Slave recovery is a feature of Mesos that allows:

Executors/tasks to keep running when the slave process is down and
Allows a restarted slave process to reconnect with running executors/tasks on the slave.

Mesos slave could be restarted for an upgrade or due to a crash. This feature is introduced in 0.14.0 release.

How does it work?

Slave recovery works by having the slave checkpoint enough information (e.g., Task Info, Executor Info, Status Updates) about the running tasks and executors to local disk. Once the slave and the framework(s) enable checkpointing, any subsequent slave restarts would recover the checkpointed information and reconnect with the executors. Note that if the host running the slave process is rebooted all the executors/tasks are killed.

NOTE: To enable recovery the framework should explicitly request checkpointing. Alternatively, a framework that doesn't want the disk i/o overhead of checkpointing can opt out of checkpointing.

Enabling slave checkpointing

NOTE: From Mesos 0.22.0 slave checkpointing will be automatically enabled for all slaves.

As part of this feature, 4 new flags were added to the slave.

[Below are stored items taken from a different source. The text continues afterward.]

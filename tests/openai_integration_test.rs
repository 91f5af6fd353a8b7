use pref_ai_rust::chat;
use pref_ai_rust::config::Config;
use pref_ai_rust::persona::Persona;
use pref_ai_rust::prompts;

#[tokio::test]
async fn openai_chat_integration() {
    let api_key = match std::env::var("OPENAI_API_KEY") {
        Ok(key) if !key.trim().is_empty() => key,
        _ => {
            eprintln!("OPENAI_API_KEY not set; skipping integration test");
            return;
        }
    };

    let config = Config {
        api_key: Some(api_key),
        ..Config::default()
    };

    let question = prompts::build_question(Persona::Tradition, "東京");
    let answer = chat::generate_answer(&config, Persona::Tradition, &question, false)
        .await
        .expect("chat request failed");

    assert!(!answer.trim().is_empty());
}
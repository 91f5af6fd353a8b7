//! プロンプト生成モジュール
//!
//! - ペルソナごとのシステムプロンプト
//! - build_question: 正式名称から相談文を組み立てる

use crate::persona::Persona;

/// 伝統文化の専門家のシステムプロンプト
pub const TRADITION_SYSTEM_PROMPT: &str =
    "あなたは伝統文化の専門家です。日本の各都道府県の伝統文化について詳しく説明してください。";

/// ローカルフードの専門家のシステムプロンプト
pub const LOCAL_FOOD_SYSTEM_PROMPT: &str =
    "あなたはローカルフードの専門家です。日本の各都道府県の特産品や名物料理について詳しく説明してください。";

/// ペルソナに対応するシステムプロンプトを取得
pub fn system_prompt(persona: Persona) -> &'static str {
    match persona {
        Persona::Tradition => TRADITION_SYSTEM_PROMPT,
        Persona::LocalFood => LOCAL_FOOD_SYSTEM_PROMPT,
    }
}

/// 相談文を組み立てる
///
/// # Arguments
/// * `persona` - 相談先のペルソナ
/// * `canonical` - 正規化済みの都道府県名
pub fn build_question(persona: Persona, canonical: &str) -> String {
    match persona {
        Persona::Tradition => format!("{}の伝統文化について教えてください。", canonical),
        Persona::LocalFood => format!("{}のローカルフードについて教えてください。", canonical),
    }
}

#[cfg(test)]
mod tests {
    use super::*;

    #[test]
    fn test_build_question() {
        assert_eq!(
            build_question(Persona::Tradition, "東京"),
            "東京の伝統文化について教えてください。"
        );
        assert_eq!(
            build_question(Persona::LocalFood, "大阪"),
            "大阪のローカルフードについて教えてください。"
        );
    }

    #[test]
    fn test_system_prompt_mentions_domain() {
        assert!(system_prompt(Persona::Tradition).contains("伝統文化"));
        assert!(system_prompt(Persona::LocalFood).contains("ローカルフード"));
    }
}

checkpoint : Whether to checkpoint slave and frameworks information to disk [Default: true].
- This enables a restarted slave to recover status updates and reconnect with (--recover=reconnect) or kill (--recover=cleanup) old executors.
  
  NOTE: From Mesos 0.22.0 this flag will be removed as it will be enabled for all slaves.
strict : Whether to do recovery in strict mode [Default: true].
- If strict=true, any and all recovery errors are considered fatal.
- If strict=false, any errors (e.g., corruption in checkpointed data) during recovery are ignored and as much state as possible is recovered.
recover : Whether to recover status updates and reconnect with old executors [Default: reconnect].
- If recover=reconnect, Reconnect with any old live executors.
- If recover=cleanup, Kill any old live executors and exit. Use this option when doing an incompatible slave or executor upgrade!).
  
  NOTE: If no checkpointing information exists, no recovery is performed and the slave registers with the master as a new slave.
recovery_timeout : Amount of time allotted for the slave to recover [Default: 15 mins].
- If the slave takes longer than recovery_timeout to recover, any executors that are waiting to reconnect to the slave will self-terminate.
  
  NOTE: This flag is only applicable when --checkpoint is enabled.

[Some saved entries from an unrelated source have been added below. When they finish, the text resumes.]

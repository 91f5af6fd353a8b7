use crate::persona::Persona;
use clap::{Parser, Subcommand};

#[derive(Parser)]
#[command(name = "pref-ai")]
#[command(about = "47都道府県の伝統文化・ローカルフード相談CLI", long_about = None)]
pub struct Cli {
    #[command(subcommand)]
    pub command: Commands,

    /// 詳細ログを出力
    #[arg(short, long, global = true)]
    pub verbose: bool,
}

#[derive(Subcommand)]
pub enum Commands {
    /// 都道府県名を指定して専門家に相談
    Ask {
        /// 都道府県名（例: 東京, 大阪府, hokkaido, "Tokyo Prefecture"）
        #[arg(required = true)]
        prefecture: String,

        /// 相談先の専門家 (tradition/local-food)
        #[arg(short, long, default_value = "tradition")]
        persona: Persona,
    },

    /// 対話形式で相談（ペルソナ選択 → 都道府県名入力）
    Interactive,

    /// 都道府県名の正規化結果を確認（API呼び出しなし）
    Check {
        /// 確認する入力文字列
        #[arg(required = true)]
        name: String,
    },

    /// 設定を表示/編集
    Config {
        /// APIキーを設定
        #[arg(long)]
        set_api_key: Option<String>,

        /// 設定を表示
        #[arg(long)]
        show: bool,
    },
}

NOTE: If none of the frameworks have enabled checkpointing, executors/tasks of frameworks die when the slave dies and are not recovered.

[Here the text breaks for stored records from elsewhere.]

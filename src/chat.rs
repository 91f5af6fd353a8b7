//! OpenAI Chat Completions連携
//!
//! システムプロンプト（ペルソナ）とユーザー質問の2メッセージを送り、
//! 先頭choiceの本文を返す。リトライ・ストリーミングは行わない。

use crate::config::Config;
use crate::error::{PrefAiError, Result};
use crate::persona::Persona;
use crate::prompts;
use serde::{Deserialize, Serialize};
use std::time::Duration;

const OPENAI_API_URL: &str = "https://api.openai.com/v1/chat/completions";

/// Chat Completionsリクエスト
#[derive(Serialize)]
struct ChatRequest {
    model: String,
    temperature: f32,
    messages: Vec<ChatMessage>,
}

#[derive(Serialize)]
struct ChatMessage {
    role: &'static str,
    content: String,
}

/// Chat Completionsレスポンス
#[derive(Deserialize)]
struct ChatResponse {
    choices: Vec<Choice>,
}

#[derive(Deserialize)]
struct Choice {
    message: ResponseMessage,
}

#[derive(Deserialize)]
struct ResponseMessage {
    content: Option<String>,
}

/// リクエストボディを構築
fn build_request(config: &Config, persona: Persona, question: &str) -> ChatRequest {
    ChatRequest {
        model: config.model.clone(),
        temperature: config.temperature,
        messages: vec![
            ChatMessage {
                role: "system",
                content: prompts::system_prompt(persona).to_string(),
            },
            ChatMessage {
                role: "user",
                content: question.to_string(),
            },
        ],
    }
}

/// 質問を送信して回答本文を取得する
pub async fn generate_answer(
    config: &Config,
    persona: Persona,
    question: &str,
    verbose: bool,
) -> Result<String> {
    let api_key = config.get_api_key()?;
    let request = build_request(config, persona, question);

    if verbose {
        println!("  [Chat] モデル: {}", config.model);
        println!("  [Chat] 質問長: {} chars", question.chars().count());
    }

    let client = reqwest::Client::builder()
        .timeout(Duration::from_secs(config.timeout_seconds))
        .build()?;

    let response = client
        .post(OPENAI_API_URL)
        .bearer_auth(&api_key)
        .json(&request)
        .send()
        .await?;

    if !response.status().is_success() {
        let status = response.status();
        let body = response.text().await.unwrap_or_default();
        return Err(PrefAiError::ApiCall(format!("status {}: {}", status, body)));
    }

    let payload: ChatResponse = response.json().await?;
    let answer = payload
        .choices
        .into_iter()
        .next()
        .and_then(|choice| choice.message.content)
        .ok_or_else(|| PrefAiError::ApiParse("応答にcontentがありません".into()))?;

    if verbose {
        println!("  [Chat] 回答長: {} chars", answer.chars().count());
    }

    Ok(answer)
}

A restarted slave should re-register with master within a timeout (currently, 75s). If the slave takes longer than this timeout to re-register, the master shuts down the slave, which in turn shuts down any live executors/tasks. Therefore, it is highly recommended to automate the process of restarting a slave (e.g, using monit).

For the complete list of slave options: ./mesos-slave.sh --help

Enabling framework checkpointing

As part of this feature, FrameworkInfo has been updated to include an optional checkpoint field. A framework that would like to opt in to checkpointing should set FrameworkInfo.checkpoint=True before registering with the master.

NOTE: Frameworks that have enabled checkpointing will only get offers from checkpointing slaves. So, before setting checkpoint=True on FrameworkInfo, ensure that there are slaves in your cluster that have enabled checkpointing. Because, if there are no checkpointing slaves, the framework would not get any offers and hence cannot launch any tasks/executors!

Known issues with `systemd` and POSIX isolation

There is a known issue when using systemd to launch the mesos-slave while also using only posix isolation mechanisms that prevents tasks from recovering. The problem is that the default KillMode for systemd processes is cgroup and hence all child processes are killed when the slave stops. Explicitly setting KillMode to process allows the executors to survive and reconnect.

The following excerpt of a systemd unit configuration file shows how to set the flag:

[Service]
ExecStart=/usr/bin/mesos-slave
KillMode=process

NOTE: There are also known issues with using systemd and raw cgroups based isolation, for now the suggested non-Posix isolation mechanism is to use Docker containerization.

Upgrading to 0.14.0

If you want to upgrade a running Mesos cluster to 0.14.0 to take advantage of slave recovery please follow the upgrade instructions.